Chapter 4

3.4K 317 30
                                    

Happy Reading!
Tolong diingatkan kalau ada typo atau kalimat yang kurang sesuai dengan EYD. <3

***

"Yang Mulia, kerajaan kita semakin terancam. Sudah banyak para peri yang mati mengenaskan, mereka mati dengan cara dibunuh dan diambil jantungnya," ujar Maxim, penasehat sekaligus panglima Kerajaan Fackla.

Ratu Elena Lyberwich mengusap bahu sang raja. Sudah genap tiga puluh tahun Kerajaan Fackla, yakni kerajaan para peri gunung dilanda kesulitan. Musuh di mana-mana mengintai Kerajaan Fackla. Para peri juga mulai kewalahan untuk menjaga kerajaan agar tetap utuh, karena musuh di luaran sana lebih licik dan bengis. Entah sudah berapa banyak peri yang dipenjara di ruang bawah tanah oleh musuh.

"Lucifer sungguh membalaskan dendamnya pada kerajaan ini." ujar sang raja dengan frustasi.

Meskipun Kerajaan Fackla termasuk kerajaan dengan senjata yang lengkap, tetap saja akan kewalahan jika menghadapi lawan semisal Lucifer. Apalagi Lucifer turut menghasut para penyihir, para arwah, serta sebagian para peri yang menjadi pemberontak untuk membantunya. Tentu kekuatan musuh tidak sebanding dengan kekuatan yang dimiliki Kerajaan Fackla. Namun, akhir-akhir ini bangsa peri mendesak sang raja untuk meminta bantuan pada para dewa. Sebenarnya, Raja Stefan Lyberwich bisa saja meminta bantuan para dewa, akan tetapi dia rasa Kerajaan Fackla masih mempunyai kekuatan yang besar untuk menghadapi musuh. Para peri harus bersatu, bersama-sama melawan musuh. Dengan adanya kesatuan, pasti akan mempermudah mereka mempertahankan Fackla.

Raja Stefan beranjak dari singgasananya, begitu pun dengan Ratu Elena. Langkah kaki sang raja membawanya menuju kamar. Raja Stefan butuh tempat yang sepi untuk menjernihkan pikirannya yang kalut.

Ratu Elena menutup pintu kamar. Dia mendekat pada raja yang sedang duduk di tepian ranjang.

"Elena," panggil sang raja.

Elena mengelus punggung tangan suaminya seraya tersenyum. Senyumnya bisa membuat pikiran Stefan sedikit membaik.
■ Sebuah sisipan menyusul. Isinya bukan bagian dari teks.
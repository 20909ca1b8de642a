//! File-backed ledger.
//!
//! Every batch is appended to a single log as one checksummed frame and
//! the live key set is rebuilt in memory on open. A frame is either
//! replayed whole or not at all, which makes `put_batch` atomic.

use super::{Ledger, LedgerWrite};
use crate::error::{Result, StoreError};
use fs2::FileExt;
use parking_lot::{Mutex, RwLock};
use serde::{Deserialize, Serialize};
use std::collections::BTreeMap;
use std::fs::{self, File, OpenOptions};
use std::io::{BufReader, BufWriter, ErrorKind, Read, Write};
use std::mem;
use std::path::{Path, PathBuf};
use tracing::{debug, info, warn};

/// Magic bytes for the ledger log.
const LEDGER_MAGIC: &[u8; 4] = b"LDG\0";

/// Current ledger format version.
const LEDGER_VERSION: u8 = 1;

/// Magic + version.
const HEADER_LEN: u64 = 5;

/// Upper bound on the encoded body of a single frame.
#[cfg(not(test))]
const MAX_FRAME_LEN: usize = 100 * 1024 * 1024;
#[cfg(test)]
const MAX_FRAME_LEN: usize = 64 * 1024;

/// Length prefix + checksum.
const FRAME_OVERHEAD: usize = 8;

const LOG_FILE: &str = "ledger.log";
const COMPACT_FILE: &str = "ledger.log.compact";
const LOCK_FILE: &str = "LOCK";

/// File ledger configuration.
#[derive(Clone, Debug)]
pub struct FileLedgerConfig {
    /// Directory holding the ledger.
    pub path: PathBuf,

    /// fsync after every frame.
    pub sync_writes: bool,

    /// Whether to create the ledger if it doesn't exist.
    pub create_if_missing: bool,
}

impl Default for FileLedgerConfig {
    fn default() -> Self {
        Self {
            path: PathBuf::from("./ledger"),
            sync_writes: true,
            create_if_missing: true,
        }
    }
}

/// One committed batch.
#[derive(Debug, Serialize, Deserialize)]
struct Frame {
    writes: Vec<(String, Vec<u8>)>,
}

impl Frame {
    /// Length-prefixed, checksummed bytes of the frame.
    ///
    /// Frames whose body would exceed `MAX_FRAME_LEN` are rejected here so
    /// that nothing replay would refuse ever reaches the log.
    fn encode(&self) -> Result<Vec<u8>> {
        let body = rmp_serde::to_vec(self)?;
        if body.len() > MAX_FRAME_LEN {
            return Err(StoreError::InvalidOperation(format!(
                "ledger frame of {} bytes exceeds the {} byte limit",
                body.len(),
                MAX_FRAME_LEN
            )));
        }

        let mut bytes = Vec::with_capacity(body.len() + FRAME_OVERHEAD);
        bytes.extend_from_slice(&(body.len() as u32).to_le_bytes());
        bytes.extend_from_slice(&body);
        bytes.extend_from_slice(&crc32fast::hash(&body).to_le_bytes());
        Ok(bytes)
    }
}

/// Upper bound on the encoded size of one write inside a frame.
fn write_size_bound(key: &str, value: &[u8]) -> usize {
    // msgpack spends at most two bytes per value byte plus small headers
    key.len() + 2 * value.len() + 16
}

/// Split a key set into frames that each stay under `MAX_FRAME_LEN`.
fn chunk_frames(entries: &BTreeMap<String, Vec<u8>>) -> Vec<Frame> {
    let budget = MAX_FRAME_LEN - 16;
    let mut frames = Vec::new();
    let mut current = Vec::new();
    let mut size = 0;

    for (key, value) in entries {
        let bound = write_size_bound(key, value);
        if !current.is_empty() && size + bound > budget {
            frames.push(Frame {
                writes: mem::take(&mut current),
            });
            size = 0;
        }
        size += bound;
        current.push((key.clone(), value.clone()));
    }
    if !current.is_empty() {
        frames.push(Frame { writes: current });
    }

    frames
}

enum FrameRead {
    Frame { frame: Frame, len: u64 },
    End,
    Torn,
}

/// Append handle to the log and the length of its committed prefix.
struct LogWriter {
    /// `None` once a rollback could not restore the committed prefix.
    writer: Option<BufWriter<File>>,
    committed_len: u64,
}

impl LogWriter {
    fn open(log_path: &Path) -> Result<Self> {
        let file = OpenOptions::new().append(true).open(log_path)?;
        let committed_len = file.metadata()?.len();
        Ok(Self {
            writer: Some(BufWriter::new(file)),
            committed_len,
        })
    }

    fn append(&mut self, frame: &Frame, sync: bool) -> Result<()> {
        let bytes = frame.encode()?;
        self.commit_with(|w| {
            w.write_all(&bytes)?;
            w.flush()?;
            if sync {
                w.get_ref().sync_all()?;
            }
            Ok(bytes.len() as u64)
        })
    }

    /// Run `write` against the log. On failure the log is cut back to the
    /// last committed frame and any buffered bytes are discarded.
    fn commit_with<F>(&mut self, write: F) -> Result<()>
    where
        F: FnOnce(&mut BufWriter<File>) -> Result<u64>,
    {
        let writer = self.writer.as_mut().ok_or_else(|| {
            StoreError::Ledger("ledger log could not be rolled back; reopen the ledger".into())
        })?;

        match write(writer) {
            Ok(written) => {
                self.committed_len += written;
                Ok(())
            }
            Err(e) => {
                warn!(error = %e, offset = self.committed_len, "ledger write failed, rolling back");
                if let Err(rollback) = self.rollback() {
                    warn!(error = %rollback, "ledger rollback failed");
                }
                Err(e)
            }
        }
    }

    fn rollback(&mut self) -> Result<()> {
        let Some(writer) = self.writer.take() else {
            return Ok(());
        };
        let (file, _unflushed) = writer.into_parts();
        file.set_len(self.committed_len)?;
        self.writer = Some(BufWriter::new(file));
        Ok(())
    }

    fn sync(&mut self) -> Result<()> {
        if let Some(writer) = self.writer.as_mut() {
            writer.flush()?;
            writer.get_ref().sync_all()?;
        }
        Ok(())
    }
}

/// Durable ledger stored in a directory on disk.
pub struct FileLedger {
    config: FileLedgerConfig,

    /// Lock file for exclusive access.
    _lock_file: File,

    /// Live key set, rebuilt from the log on open.
    entries: RwLock<BTreeMap<String, Vec<u8>>>,

    /// Append handle to the log.
    log: Mutex<LogWriter>,
}

impl FileLedger {
    /// Open an existing ledger or create a new one.
    pub fn open(config: FileLedgerConfig) -> Result<Self> {
        if !config.path.exists() {
            if !config.create_if_missing {
                return Err(StoreError::NotInitialized);
            }
            fs::create_dir_all(&config.path)?;
        }

        let lock_file = Self::acquire_lock(&config.path)?;

        let log_path = config.path.join(LOG_FILE);
        let entries = if log_path.exists() {
            Self::replay(&log_path)?
        } else {
            Self::write_header(&log_path)?;
            BTreeMap::new()
        };

        let log = LogWriter::open(&log_path)?;

        debug!(path = %config.path.display(), keys = entries.len(), "opened file ledger");

        Ok(Self {
            config,
            _lock_file: lock_file,
            entries: RwLock::new(entries),
            log: Mutex::new(log),
        })
    }

    /// Open the ledger at `path` with default settings.
    pub fn open_path(path: impl AsRef<Path>) -> Result<Self> {
        Self::open(FileLedgerConfig {
            path: path.as_ref().to_path_buf(),
            ..Default::default()
        })
    }

    pub fn path(&self) -> &Path {
        &self.config.path
    }

    pub fn len(&self) -> usize {
        self.entries.read().len()
    }

    pub fn is_empty(&self) -> bool {
        self.entries.read().is_empty()
    }

    pub fn keys(&self) -> Vec<String> {
        self.entries.read().keys().cloned().collect()
    }

    /// Flush buffered frames and fsync the log.
    pub fn sync(&self) -> Result<()> {
        self.log.lock().sync()
    }

    /// Rewrite the log as the live key set, split into as few frames as
    /// the frame size limit allows.
    ///
    /// Returns the number of keys written.
    pub fn compact(&self) -> Result<usize> {
        let mut log = self.log.lock();
        let entries = self.entries.read();
        let frames = chunk_frames(&entries);

        let compact_path = self.config.path.join(COMPACT_FILE);
        let log_path = self.config.path.join(LOG_FILE);
        if let Err(e) = Self::write_compacted(&compact_path, &frames) {
            let _ = fs::remove_file(&compact_path);
            return Err(e);
        }
        fs::rename(&compact_path, &log_path)?;

        *log = LogWriter::open(&log_path)?;

        info!(keys = entries.len(), frames = frames.len(), "compacted file ledger");
        Ok(entries.len())
    }

    // --- Private Helpers ---

    fn acquire_lock(path: &Path) -> Result<File> {
        let lock_file = File::create(path.join(LOCK_FILE))?;

        lock_file
            .try_lock_exclusive()
            .map_err(|_| StoreError::Locked)?;

        Ok(lock_file)
    }

    fn write_header(log_path: &Path) -> Result<()> {
        let mut file = OpenOptions::new()
            .write(true)
            .create(true)
            .truncate(true)
            .open(log_path)?;

        file.write_all(LEDGER_MAGIC)?;
        file.write_all(&[LEDGER_VERSION])?;
        file.sync_all()?;
        Ok(())
    }

    fn write_compacted(path: &Path, frames: &[Frame]) -> Result<()> {
        let mut file = BufWriter::new(
            OpenOptions::new()
                .write(true)
                .create(true)
                .truncate(true)
                .open(path)?,
        );
        file.write_all(LEDGER_MAGIC)?;
        file.write_all(&[LEDGER_VERSION])?;
        for frame in frames {
            file.write_all(&frame.encode()?)?;
        }
        file.flush()?;
        file.get_ref().sync_all()?;
        Ok(())
    }

    /// Rebuild the key set from the log, truncating a torn trailing frame.
    fn replay(log_path: &Path) -> Result<BTreeMap<String, Vec<u8>>> {
        // A crash between creating the log and writing its header
        if fs::metadata(log_path)?.len() < HEADER_LEN {
            warn!("ledger log has no complete header, starting fresh");
            Self::write_header(log_path)?;
            return Ok(BTreeMap::new());
        }

        let file = File::open(log_path)?;
        let mut reader = BufReader::new(file);

        let mut magic = [0u8; 4];
        reader.read_exact(&mut magic)?;
        if &magic != LEDGER_MAGIC {
            return Err(StoreError::InvalidFormat("Invalid ledger magic".into()));
        }

        let mut version = [0u8; 1];
        reader.read_exact(&mut version)?;
        if version[0] != LEDGER_VERSION {
            return Err(StoreError::InvalidFormat(format!(
                "Unsupported ledger version: {}",
                version[0]
            )));
        }

        let mut entries = BTreeMap::new();
        let mut valid_len = HEADER_LEN;
        loop {
            match Self::read_frame(&mut reader)? {
                FrameRead::Frame { frame, len } => {
                    for (key, value) in frame.writes {
                        entries.insert(key, value);
                    }
                    valid_len += len;
                }
                FrameRead::End => break,
                FrameRead::Torn => {
                    warn!(offset = valid_len, "discarding torn frame at end of ledger");
                    OpenOptions::new()
                        .write(true)
                        .open(log_path)?
                        .set_len(valid_len)?;
                    break;
                }
            }
        }

        Ok(entries)
    }

    fn read_frame<R: Read>(reader: &mut R) -> Result<FrameRead> {
        let mut len_bytes = [0u8; 4];
        match read_fully(reader, &mut len_bytes)? {
            0 => return Ok(FrameRead::End),
            4 => {}
            _ => return Ok(FrameRead::Torn),
        }
        let len = u32::from_le_bytes(len_bytes) as usize;

        if len > MAX_FRAME_LEN {
            return Err(StoreError::Corruption("Ledger frame too large".into()));
        }

        let mut encoded = vec![0u8; len];
        if read_fully(reader, &mut encoded)? < len {
            return Ok(FrameRead::Torn);
        }

        let mut checksum_bytes = [0u8; 4];
        if read_fully(reader, &mut checksum_bytes)? < 4 {
            return Ok(FrameRead::Torn);
        }
        let stored_checksum = u32::from_le_bytes(checksum_bytes);

        let computed_checksum = crc32fast::hash(&encoded);
        if stored_checksum != computed_checksum {
            return Err(StoreError::Corruption("Ledger checksum mismatch".into()));
        }

        let frame = rmp_serde::from_slice(&encoded)?;
        Ok(FrameRead::Frame {
            frame,
            len: (len + FRAME_OVERHEAD) as u64,
        })
    }
}

/// Read until `buf` is full or the reader is exhausted.
fn read_fully<R: Read>(reader: &mut R, buf: &mut [u8]) -> Result<usize> {
    let mut filled = 0;
    while filled < buf.len() {
        match reader.read(&mut buf[filled..]) {
            Ok(0) => break,
            Ok(n) => filled += n,
            Err(e) if e.kind() == ErrorKind::Interrupted => continue,
            Err(e) => return Err(e.into()),
        }
    }
    Ok(filled)
}

impl Ledger for FileLedger {
    fn get(&self, key: &str) -> Result<Option<Vec<u8>>> {
        Ok(self.entries.read().get(key).cloned())
    }

    fn put(&self, key: &str, value: &[u8]) -> Result<()> {
        self.put_batch(&[LedgerWrite::new(key, value)])
    }

    fn put_batch(&self, writes: &[LedgerWrite]) -> Result<()> {
        if writes.is_empty() {
            return Ok(());
        }

        let frame = Frame {
            writes: writes
                .iter()
                .map(|w| (w.key.clone(), w.value.clone()))
                .collect(),
        };

        let mut log = self.log.lock();
        log.append(&frame, self.config.sync_writes)?;

        let mut entries = self.entries.write();
        for (key, value) in frame.writes {
            entries.insert(key, value);
        }

        debug!(keys = writes.len(), "committed ledger frame");
        Ok(())
    }

    fn atomic_batches(&self) -> bool {
        true
    }
}

impl Drop for FileLedger {
    fn drop(&mut self) {
        // Best-effort sync on drop
        let _ = self.log.get_mut().sync();
    }
}
//! Population engine benchmarks using criterion.
//!
//! Run with: cargo bench --bench engine_bench

use criterion::{black_box, criterion_group, criterion_main, Criterion, Throughput};

use pagefill::ranges::{ByteState, RangeTable};
use pagefill::{CalloutChannel, Instance, InstanceConfig, ObjectConfig, PopulateError};

const PAGE: u64 = 4096;

fn bench_range_table(c: &mut Criterion) {
    let mut group = c.benchmark_group("range_table");

    group.bench_function("paint_sequential_pages", |b| {
        b.iter(|| {
            let mut table = RangeTable::new(256 * PAGE);
            for i in 0..256u64 {
                table.paint(i * PAGE..(i + 1) * PAGE, ByteState::Committed);
            }
            black_box(table.run_count())
        });
    });

    group.bench_function("paint_scattered_then_fill", |b| {
        b.iter(|| {
            let mut table = RangeTable::new(256 * PAGE);
            for i in (0..256u64).step_by(2) {
                table.paint(i * PAGE..(i + 1) * PAGE, ByteState::Resolved);
            }
            table.paint(0..256 * PAGE, ByteState::Committed);
            black_box(table.run_count())
        });
    });

    group.bench_function("query_committed_span", |b| {
        let mut table = RangeTable::new(256 * PAGE);
        for i in (0..256u64).step_by(2) {
            table.paint(i * PAGE..(i + 1) * PAGE, ByteState::Committed);
        }
        b.iter(|| black_box(table.first_rejecting(0..256 * PAGE, ByteState::is_readable)));
    });

    group.finish();
}

fn bench_touch_paths(c: &mut Criterion) {
    let mut group = c.benchmark_group("touch");
    group.throughput(Throughput::Elements(1));

    let instance = Instance::new(InstanceConfig::builder().num_workers(1).build().unwrap());
    instance.init().unwrap();

    let config = ObjectConfig::new(8, 1 << 16, 16).unwrap().with_populator(
        |start: u64, _end: u64, chan: &mut CalloutChannel<'_>| -> Result<(), PopulateError> {
            for (i, chunk) in chan.target().chunks_exact_mut(8).enumerate() {
                chunk.copy_from_slice(&(start + i as u64).to_le_bytes());
            }
            Ok(())
        },
    );
    let object = instance.create_object(&config).unwrap();

    // Fast path: the touched range is already committed.
    object.touch(0).unwrap();
    group.bench_function("committed_fast_path", |b| {
        b.iter(|| black_box(object.touch(black_box(0))));
    });

    group.finish();
    instance.shutdown(false);
    instance.await_shutdown().unwrap();
}

criterion_group!(benches, bench_range_table, bench_touch_paths);
criterion_main!(benches);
"Aku merindukan Eliza." kata Stefan. Eliza sendiri merupakan anak bungsu mereka. Untuk alasan keamanan Eliza, Stefan dan Elena menitipkan Eliza semenjak bayi kepada tukang sisir Elena. Tukang sisir itu merubah dirinya menjadi manusia biasa. Selama merawat anak sang raja dan ratu, dia tidak pernah menggunakan kekuatan yang ia miliki sebagai seorang peri dalam kehidupan sehari-harinya. Dia hanya menggunakannya disaat waktu tertentu ketika dirinya merasa terancam.

Sampai sekarang Eliza masih bersama tukang sisir tersebut, dia merawat Eliza dengan baik hingga tumbuh menjadi gadis yang cantik. Yang Eliza tahu, Stefan dan tukang sisir Elena adalah kedua orangtuanya. Eliza menilai mereka adalah orangtua terbaik yang pernah ia punya.

"Elena, maafkan aku." ucap Stefan dengan suara parau. Elena yang mendengar nada parau dan penuh penyesalan dari suaminya seketika menggelengkan kepala, dia tidak ingin terus mendengar ucapan maaf dari Stefan. Bukan maksud lain, hanya saja setiap hari Stefan hampir tak pernah lupa untuk meminta maaf padanya.

"Jangan meminta maaf lagi. Ini bukan salahmu, sayang." kata Elena. Matanya menatap Stefan penuh cinta. Seolah mengatakan semuanya baik-baik saja, tidak ada yang perlu dikhawatirkan. Meskipun pada kenyataannya, hatinya juga hancur. Ibu mana yang tidak hancur ketika anaknya tak mengetahui siapa ibu kandungnya.

"Tidak, Elena. Andai waktu itu aku tidak membunuh Lucy, mungkin akhirnya tidak akan seburuk ini," ujar Stefan lagi. Tangannya terus menggenggam tangan Elena.

Elena tersenyum manis, "Sayang, bukan kau yang telah membunuh Lucy, penyihir jahat itu sudah mempermainkanmu, dia merubah Lucy seakan musuhmu. Ini salah penyihir jahat, bukan dirimu. Kumohon berhentilah menyalahi diri sendiri."